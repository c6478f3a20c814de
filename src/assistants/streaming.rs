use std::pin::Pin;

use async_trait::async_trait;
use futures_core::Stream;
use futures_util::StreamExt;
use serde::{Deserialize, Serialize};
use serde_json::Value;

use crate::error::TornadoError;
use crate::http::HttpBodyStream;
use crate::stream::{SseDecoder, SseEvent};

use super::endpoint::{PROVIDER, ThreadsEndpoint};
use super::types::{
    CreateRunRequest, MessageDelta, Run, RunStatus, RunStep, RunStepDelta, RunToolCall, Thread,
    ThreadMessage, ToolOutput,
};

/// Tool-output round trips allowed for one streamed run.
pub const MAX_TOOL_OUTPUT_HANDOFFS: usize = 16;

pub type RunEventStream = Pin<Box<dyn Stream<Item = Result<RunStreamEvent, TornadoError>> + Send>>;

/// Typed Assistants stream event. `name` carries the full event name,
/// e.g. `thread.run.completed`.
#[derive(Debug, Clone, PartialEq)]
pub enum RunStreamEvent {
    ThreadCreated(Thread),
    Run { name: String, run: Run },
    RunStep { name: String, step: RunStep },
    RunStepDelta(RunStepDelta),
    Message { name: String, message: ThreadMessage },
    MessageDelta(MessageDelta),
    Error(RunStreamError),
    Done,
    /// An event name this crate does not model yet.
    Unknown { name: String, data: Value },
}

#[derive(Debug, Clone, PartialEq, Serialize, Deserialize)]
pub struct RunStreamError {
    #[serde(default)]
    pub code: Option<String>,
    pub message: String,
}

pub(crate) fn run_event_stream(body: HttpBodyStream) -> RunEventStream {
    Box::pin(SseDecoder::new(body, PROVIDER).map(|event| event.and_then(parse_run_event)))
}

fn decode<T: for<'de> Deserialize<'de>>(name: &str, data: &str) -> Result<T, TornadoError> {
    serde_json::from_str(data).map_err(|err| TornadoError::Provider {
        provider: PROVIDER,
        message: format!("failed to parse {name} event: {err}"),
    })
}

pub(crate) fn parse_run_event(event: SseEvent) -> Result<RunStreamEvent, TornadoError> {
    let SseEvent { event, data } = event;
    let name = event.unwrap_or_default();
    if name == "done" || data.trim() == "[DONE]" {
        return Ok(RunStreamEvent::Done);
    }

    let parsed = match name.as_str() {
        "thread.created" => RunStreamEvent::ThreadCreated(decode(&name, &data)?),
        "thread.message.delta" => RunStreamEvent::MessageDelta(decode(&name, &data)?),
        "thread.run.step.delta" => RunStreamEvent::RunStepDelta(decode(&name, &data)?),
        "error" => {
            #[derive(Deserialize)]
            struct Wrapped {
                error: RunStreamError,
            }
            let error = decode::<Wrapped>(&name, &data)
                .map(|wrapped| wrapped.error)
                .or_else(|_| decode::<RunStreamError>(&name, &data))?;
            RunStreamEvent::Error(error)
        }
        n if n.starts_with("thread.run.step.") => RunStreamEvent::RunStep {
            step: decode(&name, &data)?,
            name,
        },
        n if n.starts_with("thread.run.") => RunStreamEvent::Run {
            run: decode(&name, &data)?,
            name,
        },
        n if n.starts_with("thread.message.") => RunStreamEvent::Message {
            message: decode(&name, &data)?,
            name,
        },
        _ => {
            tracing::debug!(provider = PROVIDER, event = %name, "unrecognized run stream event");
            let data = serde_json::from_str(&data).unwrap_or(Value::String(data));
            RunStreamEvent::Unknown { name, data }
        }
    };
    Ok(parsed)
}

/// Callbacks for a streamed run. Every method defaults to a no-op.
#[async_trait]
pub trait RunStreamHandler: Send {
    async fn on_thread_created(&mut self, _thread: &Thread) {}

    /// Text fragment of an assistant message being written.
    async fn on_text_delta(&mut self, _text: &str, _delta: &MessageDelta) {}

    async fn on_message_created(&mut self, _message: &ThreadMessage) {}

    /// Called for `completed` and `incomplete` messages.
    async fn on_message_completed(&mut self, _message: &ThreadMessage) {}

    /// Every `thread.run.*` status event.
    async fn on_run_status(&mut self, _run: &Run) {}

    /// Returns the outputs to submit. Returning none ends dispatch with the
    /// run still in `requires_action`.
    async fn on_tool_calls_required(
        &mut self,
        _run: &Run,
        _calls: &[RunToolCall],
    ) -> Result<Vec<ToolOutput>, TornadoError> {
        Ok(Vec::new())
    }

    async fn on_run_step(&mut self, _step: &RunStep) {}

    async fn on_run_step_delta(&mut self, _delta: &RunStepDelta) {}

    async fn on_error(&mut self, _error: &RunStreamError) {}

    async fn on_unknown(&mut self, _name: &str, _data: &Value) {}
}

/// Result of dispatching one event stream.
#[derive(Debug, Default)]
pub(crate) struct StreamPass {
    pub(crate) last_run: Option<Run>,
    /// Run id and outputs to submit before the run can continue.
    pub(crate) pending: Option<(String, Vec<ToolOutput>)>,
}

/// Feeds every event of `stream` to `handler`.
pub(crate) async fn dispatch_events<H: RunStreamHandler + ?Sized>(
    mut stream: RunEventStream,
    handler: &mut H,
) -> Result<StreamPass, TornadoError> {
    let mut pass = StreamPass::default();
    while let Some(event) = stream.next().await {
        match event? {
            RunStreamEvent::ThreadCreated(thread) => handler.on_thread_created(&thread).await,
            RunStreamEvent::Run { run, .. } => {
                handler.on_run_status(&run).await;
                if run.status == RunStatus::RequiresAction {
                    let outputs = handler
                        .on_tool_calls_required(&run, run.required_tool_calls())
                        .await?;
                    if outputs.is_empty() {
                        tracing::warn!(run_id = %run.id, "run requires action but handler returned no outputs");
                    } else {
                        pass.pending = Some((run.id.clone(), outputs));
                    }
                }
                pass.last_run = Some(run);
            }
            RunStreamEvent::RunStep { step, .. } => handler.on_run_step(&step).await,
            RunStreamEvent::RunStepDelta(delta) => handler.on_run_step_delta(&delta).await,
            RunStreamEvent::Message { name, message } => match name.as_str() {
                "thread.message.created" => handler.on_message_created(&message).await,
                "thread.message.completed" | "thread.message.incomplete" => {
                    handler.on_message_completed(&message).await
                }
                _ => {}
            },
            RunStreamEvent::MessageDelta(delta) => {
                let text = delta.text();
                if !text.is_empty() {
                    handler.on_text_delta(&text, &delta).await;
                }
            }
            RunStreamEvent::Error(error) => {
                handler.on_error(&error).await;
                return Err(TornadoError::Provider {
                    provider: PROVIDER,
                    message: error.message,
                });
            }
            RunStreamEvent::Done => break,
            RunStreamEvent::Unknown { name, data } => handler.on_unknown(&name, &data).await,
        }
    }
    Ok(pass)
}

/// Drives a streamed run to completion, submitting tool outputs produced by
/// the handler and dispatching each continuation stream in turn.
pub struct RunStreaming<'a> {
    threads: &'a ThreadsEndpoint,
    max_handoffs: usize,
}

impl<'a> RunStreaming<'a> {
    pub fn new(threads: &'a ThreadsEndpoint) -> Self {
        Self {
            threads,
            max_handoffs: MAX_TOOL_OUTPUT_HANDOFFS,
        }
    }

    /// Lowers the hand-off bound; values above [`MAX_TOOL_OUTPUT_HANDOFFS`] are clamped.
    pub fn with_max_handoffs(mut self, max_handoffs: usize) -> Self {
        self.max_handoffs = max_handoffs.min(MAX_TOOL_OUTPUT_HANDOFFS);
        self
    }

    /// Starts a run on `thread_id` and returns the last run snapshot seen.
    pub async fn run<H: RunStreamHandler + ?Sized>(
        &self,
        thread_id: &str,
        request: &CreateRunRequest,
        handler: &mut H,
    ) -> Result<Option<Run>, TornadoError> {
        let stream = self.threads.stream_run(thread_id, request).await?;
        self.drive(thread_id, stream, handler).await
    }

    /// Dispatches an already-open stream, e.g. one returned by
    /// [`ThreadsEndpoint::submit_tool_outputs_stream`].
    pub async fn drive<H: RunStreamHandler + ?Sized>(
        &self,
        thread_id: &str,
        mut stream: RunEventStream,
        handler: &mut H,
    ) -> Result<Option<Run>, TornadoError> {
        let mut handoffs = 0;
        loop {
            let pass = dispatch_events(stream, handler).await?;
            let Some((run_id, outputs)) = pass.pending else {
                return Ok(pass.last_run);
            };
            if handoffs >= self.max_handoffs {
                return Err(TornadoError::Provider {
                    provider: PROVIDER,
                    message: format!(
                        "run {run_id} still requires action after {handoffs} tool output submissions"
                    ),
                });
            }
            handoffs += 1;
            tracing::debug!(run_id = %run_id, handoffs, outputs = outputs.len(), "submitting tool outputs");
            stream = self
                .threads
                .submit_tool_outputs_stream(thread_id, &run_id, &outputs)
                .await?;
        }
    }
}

****************

:: Directions ::
Every line above that includes the string "Sized" needs to be copied.

:: Written solution ::
pub(crate) async fn dispatch_events<H: RunStreamHandler + ?Sized>(
    pub async fn run<H: RunStreamHandler + ?Sized>(
    pub async fn drive<H: RunStreamHandler + ?Sized>(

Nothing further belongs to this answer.